• About this task
Locate each line with the string "JsonSchemaGenError" in the listing below and copy it.

• Stored data
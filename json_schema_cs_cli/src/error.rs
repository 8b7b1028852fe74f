use std::error;
use std::fmt;

use json_schema_cs::{JsonSchemaGenError, UnknownJsonLibraryError};

/// Why a generation attempt failed after the input file was found.
#[derive(Debug)]
pub enum GenerateError {
    /// The options could not be turned into generator settings.
    Configuration(UnknownJsonLibraryError),

    /// The schema could not be read, parsed, or turned into C#.
    Schema(JsonSchemaGenError),

    /// Writing the output file failed.
    Io(std::io::Error),
}

impl error::Error for GenerateError {}

impl fmt::Display for GenerateError {
    fn fmt(&self, f: &mut fmt::Formatter<'_>) -> fmt::Result {
        match self {
            Self::Configuration(config_error) => fmt::Display::fmt(config_error, f),
            Self::Schema(schema_error) => fmt::Display::fmt(schema_error, f),
            Self::Io(io_error) => fmt::Display::fmt(io_error, f),
        }
    }
}

impl From<UnknownJsonLibraryError> for GenerateError {
    fn from(config_error: UnknownJsonLibraryError) -> Self {
        Self::Configuration(config_error)
    }
}

impl From<JsonSchemaGenError> for GenerateError {
    fn from(schema_error: JsonSchemaGenError) -> Self {
        Self::Schema(schema_error)
    }
}

impl From<std::io::Error> for GenerateError {
    fn from(io_error: std::io::Error) -> Self {
        Self::Io(io_error)
    }
}

#[cfg(test)]
mod tests {
    use super::*;

    #[test]
    fn display_is_underlying_message() {
        let err: GenerateError = UnknownJsonLibraryError {
            value: "Gson".to_string(),
        }
        .into();
        assert_eq!(
            err.to_string(),
            "Invalid JSON library 'Gson' specified. Use 'NewtonsoftJson' or 'SystemTextJson'."
        );

        let err: GenerateError = JsonSchemaGenError::from("bad schema").into();
        assert!(matches!(err, GenerateError::Schema(_)));
        assert_eq!(err.to_string(), "bad schema");
    }

    #[test]
    fn io_errors_convert() {
        let err: GenerateError =
            std::io::Error::new(std::io::ErrorKind::PermissionDenied, "read-only").into();
        assert!(matches!(err, GenerateError::Io(_)));
        assert_eq!(err.to_string(), "read-only");
    }
}
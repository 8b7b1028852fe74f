use crate::error::JsonSchemaGenError;
use crate::json_pointer;
use crate::naming::{self, NameScope};
use crate::schema::{AdditionalProperties, JsonSchema};
use crate::settings::{CSharpGeneratorSettings, CSharpJsonLibrary};
use std::collections::{BTreeMap, BTreeSet};
use std::io::Write;

const FILE_HEADER: &str = "//----------------------
// <auto-generated>
//     Generated by json-schema-cs. Do not edit manually.
// </auto-generated>
//----------------------";

const TYPE_INDENT: &str = "    ";
const MEMBER_INDENT: &str = "        ";
const BODY_INDENT: &str = "            ";

/// JSON Schema `type` names the generator accepts.
const SUPPORTED_TYPES: &[&str] = &[
    "string", "integer", "number", "boolean", "object", "array", "null",
];

/// Resolved C# type of a property, array item, or dictionary value.
#[derive(Debug, Clone, PartialEq, Eq)]
enum TypeRef {
    /// Built-in or framework type, e.g. `string`, `int`, `System.Guid`.
    Builtin(&'static str),
    Class(String),
    Enum(String),
    Array(Box<TypeRef>),
    Map(Box<TypeRef>),
    /// `object`
    Any,
}

/// A resolved type plus whether the schema itself admits `null`.
struct Resolved {
    type_ref: TypeRef,
    nullable: bool,
}

/// Represents a class to be emitted.
struct ClassDef<'a> {
    name: String,
    schema: &'a JsonSchema,
    properties: Vec<PropertyDef<'a>>,
    /// `additionalProperties` is `true` or a schema: collect unknown members.
    extension_data: bool,
    /// `additionalProperties: false`: reject unknown members.
    disallow_unmapped: bool,
}

/// Represents a property within a class.
struct PropertyDef<'a> {
    name: String,
    json_key: String,
    schema: &'a JsonSchema,
    type_ref: TypeRef,
    required: bool,
    nullable: bool,
}

/// Represents an enum to be emitted.
struct EnumDef<'a> {
    name: String,
    schema: &'a JsonSchema,
    members: Vec<EnumMember>,
    flags: bool,
    /// Declared `: long` because a member does not fit in `int`.
    long_backed: bool,
}

struct EnumMember {
    name: String,
    /// The JSON string for string enums; `None` for integer enums.
    json_value: Option<String>,
    value: i64,
}

enum TypeDef<'a> {
    Class(ClassDef<'a>),
    Enum(EnumDef<'a>),
}

/// The values of an `enum` keyword with `null` removed.
enum EnumValues {
    Strings(Vec<String>),
    Integers(Vec<i64>),
    Empty,
}

/// What the root or a definitions entry is emitted as.
#[derive(Debug, Clone, Copy)]
enum NamedKind {
    Class,
    Enum,
}

impl NamedKind {
    fn type_ref(self, name: String) -> TypeRef {
        match self {
            Self::Class => TypeRef::Class(name),
            Self::Enum => TypeRef::Enum(name),
        }
    }
}

/// A class or enum registered under a JSON Pointer, reachable by `$ref`.
struct NamedType<'a> {
    type_ref: TypeRef,
    schema: &'a JsonSchema,
}

/// Returns true if the format indicates a UUID (uuid, uuid1..uuid8, guid; case-insensitive).
fn is_uuid_format(format: &str) -> bool {
    matches!(
        format.to_lowercase().as_str(),
        "uuid"
            | "uuid1"
            | "uuid2"
            | "uuid3"
            | "uuid4"
            | "uuid5"
            | "uuid6"
            | "uuid7"
            | "uuid8"
            | "guid"
    )
}

/// Map a string schema's `format` to a C# type.
fn string_type(format: Option<&str>) -> &'static str {
    let Some(f) = format else {
        return "string";
    };
    if is_uuid_format(f) {
        return "System.Guid";
    }
    match f.to_lowercase().as_str() {
        "date-time" | "date" => "System.DateTimeOffset",
        "time" | "duration" | "time-span" => "System.TimeSpan",
        "uri" => "System.Uri",
        "byte" | "binary" => "byte[]",
        _ => "string",
    }
}

/// `long` when the format says so or a bound falls outside the `int` range; `int` otherwise.
fn choose_integer_type(schema: &JsonSchema) -> &'static str {
    if schema.format.as_deref() == Some("int64") {
        return "long";
    }
    let fits_int = |bound: Option<&serde_json::Number>| {
        bound.is_none_or(|n| {
            n.as_f64()
                .is_some_and(|v| v >= f64::from(i32::MIN) && v <= f64::from(i32::MAX))
        })
    };
    if fits_int(schema.minimum.as_ref()) && fits_int(schema.maximum.as_ref()) {
        "int"
    } else {
        "long"
    }
}

fn choose_number_type(schema: &JsonSchema) -> &'static str {
    match schema.format.as_deref() {
        Some("float") => "float",
        Some("decimal") => "decimal",
        _ => "double",
    }
}

/// Primary JSON type of a schema with `null` dropped, and whether `null` was allowed.
/// `None` means "anything" (no type, only `null`, or several non-null types).
fn effective_type<'s>(
    schema: &'s JsonSchema,
    pointer: &str,
) -> Result<(Option<&'s str>, bool), JsonSchemaGenError> {
    let Some(ref type_keyword) = schema.r#type else {
        let inferred: Option<&str> = if schema.properties.is_some() {
            Some("object")
        } else if schema.items.is_some() {
            Some("array")
        } else {
            None
        };
        return Ok((inferred, false));
    };
    let names: Vec<&str> = type_keyword.names();
    if let Some(unknown) = names.iter().find(|n| !SUPPORTED_TYPES.contains(n)) {
        return Err(JsonSchemaGenError::UnsupportedType {
            pointer: pointer.to_string(),
            type_name: (*unknown).to_string(),
        });
    }
    let nullable: bool = names.contains(&"null");
    let non_null: Vec<&str> = names.into_iter().filter(|n| *n != "null").collect();
    match non_null.as_slice() {
        [single] => Ok((Some(*single), nullable)),
        _ => Ok((None, nullable)),
    }
}

/// Split `enum` values into strings or integers, noting whether `null` is a member.
fn classify_enum(
    values: &[serde_json::Value],
    pointer: &str,
) -> Result<(EnumValues, bool), JsonSchemaGenError> {
    let unsupported = || JsonSchemaGenError::UnsupportedEnum {
        pointer: pointer.to_string(),
    };
    let mut strings: Vec<String> = Vec::new();
    let mut integers: Vec<i64> = Vec::new();
    let mut has_null: bool = false;
    for value in values {
        match value {
            serde_json::Value::Null => has_null = true,
            serde_json::Value::String(s) => strings.push(s.clone()),
            serde_json::Value::Number(n) => integers.push(n.as_i64().ok_or_else(unsupported)?),
            _ => return Err(unsupported()),
        }
    }
    let classified: EnumValues = match (strings.is_empty(), integers.is_empty()) {
        (false, false) => return Err(unsupported()),
        (false, true) => EnumValues::Strings(strings),
        (true, false) => EnumValues::Integers(integers),
        (true, true) => EnumValues::Empty,
    };
    Ok((classified, has_null))
}

fn has_enum_members(schema: &JsonSchema, pointer: &str) -> Result<bool, JsonSchemaGenError> {
    let Some(ref values) = schema.r#enum else {
        return Ok(false);
    };
    let (classified, _) = classify_enum(values, pointer)?;
    Ok(!matches!(classified, EnumValues::Empty))
}

/// Object schemas that need their own class when nested under a property.
fn is_class_schema(schema: &JsonSchema) -> bool {
    schema.properties.as_ref().is_some_and(|p| !p.is_empty())
        || matches!(
            schema.additional_properties,
            Some(AdditionalProperties::Bool(false))
        )
}

/// Object schemas with no properties whose values are described by `additionalProperties`.
fn is_inline_map(schema: &JsonSchema) -> bool {
    schema.properties.as_ref().is_none_or(BTreeMap::is_empty)
        && matches!(
            schema.additional_properties,
            Some(AdditionalProperties::Bool(true) | AdditionalProperties::Schema(_))
        )
}

fn has_definitions(schema: &JsonSchema) -> bool {
    schema.definitions.as_ref().is_some_and(|d| !d.is_empty())
        || schema.defs.as_ref().is_some_and(|d| !d.is_empty())
}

• Expected answer
use json_schema_cs::{JsonSchemaGenError, UnknownJsonLibraryError};
    Schema(JsonSchemaGenError),
impl From<JsonSchemaGenError> for GenerateError {
    fn from(schema_error: JsonSchemaGenError) -> Self {
        let err: GenerateError = JsonSchemaGenError::from("bad schema").into();
use crate::error::JsonSchemaGenError;
) -> Result<(Option<&'s str>, bool), JsonSchemaGenError> {
        return Err(JsonSchemaGenError::UnsupportedType {
) -> Result<(EnumValues, bool), JsonSchemaGenError> {
    let unsupported = || JsonSchemaGenError::UnsupportedEnum {
fn has_enum_members(schema: &JsonSchema, pointer: &str) -> Result<bool, JsonSchemaGenError> {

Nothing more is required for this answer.